Traders received an extra day this year but could do little with it.  After opening near unchanged, it looked like buyers were taking charge again through 2 PM as there was a nice intraday rally – but a slew of selling in the last 2 hours led to moderate losses.  The S&P 500 dropped 0.81% and the NASDAQ 0.71%.  And with that, the major indexes have their first 3 month losing streak since 2011.  The S&P 500 fell 0.4% while the NASDAQ dropped 1.2% in the month – that is probably surprising to many considering the rally the past few weeks but it shows how awful the first part of the month was.

The drumbeat of “meh” economic news continues:  Chicago PMI came in at 47.6 in February, missing expectations and dropping from 55.6 in January.  Any reading below 50 signals contraction.  Pending home sales fell 2.5% in January, versus expectations for a slight gain.   We get a lot of important data later this week with ISM Manufacturing and ISM Non-Manufacturing, and the monthly employment data Friday.

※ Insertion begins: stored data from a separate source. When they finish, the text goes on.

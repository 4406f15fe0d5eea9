//! Capability interface of the external map renderer.
//!
//! The viewport never talks to a concrete engine. Everything it needs
//! (style readiness, source/layer registration, camera animation, projection
//! and a popup primitive) goes through [`MapRenderer`], so the coordination
//! logic runs unchanged against [`crate::sim::SimRenderer`] in tests.

use foundation::geo::LngLat;
use foundation::ids::PopupId;
use foundation::screen::{Padding, ScreenPoint, ScreenSize};
use foundation::time::Millis;
use serde::{Deserialize, Serialize};

use crate::marker::Marker;

/// Camera as currently reported by the renderer.
#[derive(Debug, Copy, Clone, PartialEq, Serialize, Deserialize)]
pub struct CameraState {
    pub center: LngLat,
    pub zoom: f64,
    pub bearing: f64,
    pub pitch: f64,
    pub viewport: ScreenSize,
    pub padding: Padding,
    /// A transition or user gesture is in progress.
    pub is_moving: bool,
}

/// Opaque tag attached to a camera transition and echoed back by the
/// renderer in the matching movement-ended event.
#[derive(Debug, Copy, Clone, PartialEq, Eq, PartialOrd, Ord, Hash, Serialize, Deserialize)]
#[serde(transparent)]
pub struct TransitionTag(pub u64);

#[derive(Debug, Copy, Clone, PartialEq, Serialize, Deserialize)]
pub struct CameraOptions {
    pub center: LngLat,
    pub zoom: f64,
    pub bearing: f64,
    pub pitch: f64,
    pub padding: Padding,
    pub duration: Millis,
    pub tag: TransitionTag,
}

/// Vertical orientation of a popup relative to its target point.
#[derive(Debug, Copy, Clone, PartialEq, Eq, Hash, Serialize, Deserialize)]
#[serde(rename_all = "snake_case")]
pub enum Anchor {
    /// Popup tip at the bottom: the popup sits above the point.
    Bottom,
    /// Popup tip at the top: the popup sits below the point.
    Top,
}

#[derive(Debug, Copy, Clone, PartialEq, Eq, Serialize, Deserialize)]
#[serde(rename_all = "snake_case")]
pub enum SourceKind {
    GeoJson,
}

#[derive(Debug, Clone, PartialEq, Serialize, Deserialize)]
pub struct SourceSpec {
    pub id: String,
    pub kind: SourceKind,
    /// Cluster nearby points in the source.
    #[serde(default)]
    pub cluster: bool,
}

#[derive(Debug, Copy, Clone, PartialEq, Eq, Serialize, Deserialize)]
#[serde(rename_all = "snake_case")]
pub enum LayerKind {
    Circle,
    Symbol,
}

#[derive(Debug, Clone, PartialEq, Serialize, Deserialize)]
pub struct LayerSpec {
    pub id: String,
    pub source: String,
    pub kind: LayerKind,
    /// Renderer-specific paint properties, passed through untouched.
    #[serde(default, skip_serializing_if = "serde_json::Value::is_null")]
    pub paint: serde_json::Value,
}

#[derive(Debug, Clone, PartialEq, Eq)]
pub enum RendererError {
    DuplicateId(String),
    UnknownSource(String),
    Rejected(String),
}

impl std::fmt::Display for RendererError {
    fn fmt(&self, f: &mut std::fmt::Formatter<'_>) -> std::fmt::Result {
        match self {
            RendererError::DuplicateId(id) => write!(f, "id already registered: {id}"),
            RendererError::UnknownSource(id) => write!(f, "unknown source: {id}"),
            RendererError::Rejected(msg) => write!(f, "renderer rejected operation: {msg}"),
        }
    }
}

impl std::error::Error for RendererError {}

/// What the viewport consumes from the map renderer.
///
/// Events flow the other way: the host forwards renderer events (load,
/// style load, movement ended, idle) to [`crate::view::MapViewport`].
pub trait MapRenderer {
    /// The current style is fully loaded and accepts sources/layers.
    fn is_style_loaded(&self) -> bool;

    fn has_source(&self, id: &str) -> bool;
    fn add_source(&mut self, source: &SourceSpec) -> Result<(), RendererError>;
    fn has_layer(&self, id: &str) -> bool;
    fn add_layer(&mut self, layer: &LayerSpec) -> Result<(), RendererError>;
    fn set_source_data(
        &mut self,
        source_id: &str,
        markers: &[Marker],
    ) -> Result<(), RendererError>;

    fn camera(&self) -> CameraState;
    /// Starts an animated transition, interrupting any running one.
    fn ease_to(&mut self, options: &CameraOptions);
    /// Projects a coordinate to viewport pixels under the current camera.
    fn project(&self, at: LngLat) -> ScreenPoint;

    fn create_popup(&mut self) -> PopupId;
    fn set_popup_position(&mut self, popup: PopupId, at: LngLat);
    fn set_popup_anchor(&mut self, popup: PopupId, anchor: Anchor);
    fn set_popup_visible(&mut self, popup: PopupId, visible: bool);
    /// Rendered size of the popup content, `None` while its node is not mounted.
    fn popup_content_size(&self, popup: PopupId) -> Option<ScreenSize>;
    fn remove_popup(&mut self, popup: PopupId);
}
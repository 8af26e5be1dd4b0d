#![cfg_attr(not(feature = "std"), no_std)]
extern crate alloc;

#[cfg(not(feature = "std"))]
mod std;

#[cfg(feature = "debug")]
use log::debug;

#[cfg(not(feature = "debug"))]
macro_rules! debug {
    ($($arg:tt)+) => {};
}

mod usage;
mod value;

#[cfg(feature = "derive")]
use serde::{Deserialize, Serialize};

use std::convert::TryFrom;
use std::fmt::{self, Write};
use std::string::String;
use std::vec::Vec;

use crate::value::coerce;
pub use crate::value::{Value, ValueKind};

// starting size of both definition tables
const INITIAL_CAPACITY: usize = 16;

/// Errors caused by the command line a user typed. All of them end the parse.
#[derive(PartialEq, Debug, Clone)]
pub enum Error {
    TooFewArguments { required: usize, supplied: usize },
    EmptyOption,
    UnknownOption(String),
    DuplicateOption(String),
    MissingOptionValue(String),
    // only produced with `Schema::strict_values(true)`
    InvalidValue(String, ValueKind),
    WrongValueType(Value),
}

impl fmt::Display for Error {
    fn fmt(&self, f: &mut fmt::Formatter<'_>) -> fmt::Result {
        match self {
            Error::TooFewArguments { .. } => f.write_str("Not enough arguments were supplied"),
            Error::EmptyOption => f.write_str("Empty option"),
            Error::UnknownOption(opt) => write!(f, "Unknown option `{}`", opt),
            Error::DuplicateOption(opt) => write!(f, "Option `{}` already supplied", opt),
            Error::MissingOptionValue(opt) => write!(f, "Option `{}` without value", opt),
            Error::InvalidValue(raw, kind) => write!(f, "Invalid {} value `{}`", kind, raw),
            Error::WrongValueType(value) => write!(f, "Value {:?} has the wrong type", value),
        }
    }
}

#[cfg(feature = "std")]
impl std::error::Error for Error {}

/// A failed parse. Carries the usage text since the schema it was rendered from is gone by the time the
/// caller sees this.
#[derive(PartialEq, Debug, Clone)]
pub struct ParseError {
    pub error: Error,
    pub usage: String,
}

impl fmt::Display for ParseError {
    fn fmt(&self, f: &mut fmt::Formatter<'_>) -> fmt::Result {
        fmt::Display::fmt(&self.error, f)
    }
}

#[cfg(feature = "std")]
impl std::error::Error for ParseError {}

#[cfg(feature = "std")]
impl ParseError {
    /// Prints the diagnostic and the usage text, then terminates the process.
    pub fn exit(&self) -> ! {
        eprintln!("{}", self.error);
        print!("{}", self.usage);
        std::process::exit(-1)
    }
}

/// Mistakes made while declaring a schema.
#[derive(PartialEq, Debug, Clone)]
pub enum DefinitionError {
    MissingLongName,
    // holds the long name of the definition we collided with
    Conflict(String),
}

impl fmt::Display for DefinitionError {
    fn fmt(&self, f: &mut fmt::Formatter<'_>) -> fmt::Result {
        match self {
            DefinitionError::MissingLongName => {
                f.write_str("option with no long name specified (long name is mandatory)")
            }
            DefinitionError::Conflict(name) => write!(f, "conflicting option definition found ({})", name),
        }
    }
}

#[cfg(feature = "std")]
impl std::error::Error for DefinitionError {}

#[derive(Debug, PartialEq, Clone)]
pub struct PositionalDef {
    pub name: String,
    pub description: Option<String>,
    pub value_kind: ValueKind,
    pub required: bool,
}

#[derive(Debug, PartialEq, Clone)]
pub struct OptionDef {
    // matched without the leading dash, e.g "v" for -v
    pub short_name: Option<String>,
    // matched without the leading dashes, e.g "verbose" for --verbose
    pub long_name: String,
    pub description: Option<String>,
    pub value_kind: ValueKind,
    pub needs_value: bool,
    // set once the option is seen, a second sighting is an error
    matched: bool,
}

/// The set of positionals and options a command line is matched against.
///
/// A schema is consumed by [`Schema::parse`]; build a fresh one for every parse.
#[derive(Debug, Clone)]
#[cfg_attr(feature = "derive", derive(Deserialize), serde(try_from = "SchemaDefinition"))]
pub struct Schema {
    positionals: Vec<PositionalDef>,
    options: Vec<OptionDef>,
    required_count: usize,
    prog_name: Option<String>,
    prog_description: Option<String>,
    strict: bool,
}

impl Default for Schema {
    fn default() -> Self {
        Schema::new()
    }
}

/// Declarative form of a positional, see [`SchemaDefinition`].
#[derive(Debug, PartialEq, Clone, Default)]
#[cfg_attr(feature = "derive", derive(Deserialize), serde(default))]
pub struct PositionalSpec {
    pub name: Option<String>,
    pub description: Option<String>,
    pub value_kind: ValueKind,
    pub required: bool,
}

/// Declarative form of an option, see [`SchemaDefinition`].
#[derive(Debug, PartialEq, Clone, Default)]
#[cfg_attr(feature = "derive", derive(Deserialize), serde(default))]
pub struct OptionSpec {
    pub short_name: Option<String>,
    pub long_name: Option<String>,
    pub description: Option<String>,
    pub value_kind: ValueKind,
    pub needs_value: bool,
}

/// Everything needed to build a [`Schema`] in one go. Unlike the builder methods, converting this reports
/// bad option definitions as a [`DefinitionError`] instead of panicking.
#[derive(Debug, PartialEq, Clone, Default)]
#[cfg_attr(feature = "derive", derive(Deserialize), serde(default))]
pub struct SchemaDefinition {
    pub name: Option<String>,
    pub description: Option<String>,
    pub positionals: Vec<PositionalSpec>,
    pub options: Vec<OptionSpec>,
    pub strict_values: bool,
}

impl TryFrom<SchemaDefinition> for Schema {
    type Error = DefinitionError;

    fn try_from(def: SchemaDefinition) -> Result<Self, Self::Error> {
        let mut schema = Schema::new();
        schema.program_info(def.name.as_deref(), def.description.as_deref());
        schema.strict_values(def.strict_values);
        for pos in &def.positionals {
            schema.add_positional(pos.name.as_deref(), pos.description.as_deref(), pos.value_kind, pos.required);
        }
        for opt in &def.options {
            schema.try_add_option(
                opt.short_name.as_deref(),
                opt.long_name.as_deref(),
                opt.description.as_deref(),
                opt.value_kind,
                opt.needs_value,
            )?;
        }
        Ok(schema)
    }
}

#[derive(Debug, PartialEq, Clone)]
#[cfg_attr(feature = "derive", derive(Serialize, Deserialize))]
pub struct ParsedPositional {
    // None when the token landed past the last defined positional
    pub name: Option<String>,
    pub value: Value,
}

impl ParsedPositional {
    pub fn value_kind(&self) -> ValueKind {
        self.value.kind()
    }
}

#[derive(Debug, PartialEq, Clone)]
#[cfg_attr(feature = "derive", derive(Serialize, Deserialize))]
pub struct ParsedOption {
    // whichever form was typed, the other one stays None
    pub short_name: Option<String>,
    pub long_name: Option<String>,
    pub value_kind: ValueKind,
    pub value: Option<Value>,
}

/// Everything a parse found, in command line order.
///
/// With the `derive` feature this serializes, but formats without non-finite floats (JSON among them)
/// write `nan`/`inf` values as `null` and can't read them back.
#[derive(Debug, PartialEq, Clone, Default)]
#[cfg_attr(feature = "derive", derive(Serialize, Deserialize))]
pub struct ParseResult {
    pub positional: Vec<ParsedPositional>,
    pub options: Vec<ParsedOption>,
}

fn same_name(recorded: Option<&str>, wanted: Option<&str>) -> bool {
    matches!((recorded, wanted), (Some(a), Some(b)) if a == b)
}

impl ParseResult {
    /// Finds the option whose typed short or long form matches one of the given names.
    ///
    /// Only the form that appeared on the command line is recorded, so pass both names to find an option
    /// regardless of how it was spelt.
    pub fn get_option(&self, short_name: Option<&str>, long_name: Option<&str>) -> Option<&ParsedOption> {
        self.options.iter().find(|opt| {
            same_name(opt.long_name.as_deref(), long_name) || same_name(opt.short_name.as_deref(), short_name)
        })
    }

    pub fn get_positional(&self, index: usize) -> Option<&ParsedPositional> {
        self.positional.get(index)
    }
}

pub trait IntoStr {
    fn into(&self) -> &str;
}

impl IntoStr for &str {
    fn into(&self) -> &str {
        self
    }
}

impl IntoStr for String {
    fn into(&self) -> &str {
        self.as_str()
    }
}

On the S&P 500 chart you see a purple line marking “1950ish” which is where rallies have recently petered out.  So it was important to get over that level and stay there to mark a change in character.  On the first attempt that did not happen.  But indexes had come a long way in a short period of time and need to recharge even if they plan to continue upward in time.  But for now bears held their ground.   The intermediate term remains more bearish.  Things are pretty simple on the NASDAQ chart as a move over the 50 day moving average would coincide with a move over our long term support / resistance line in blue.

“The SPX cleared short-term resistance last week, but we expect upside follow-through to be limited by short-term overbought conditions,” BTIG Chief Technical Strategist Katie Stockton said in a note.

spx

nasdaq

Also worth noting the Russell 2000 rallied right into the 50 day moving average today before falling back.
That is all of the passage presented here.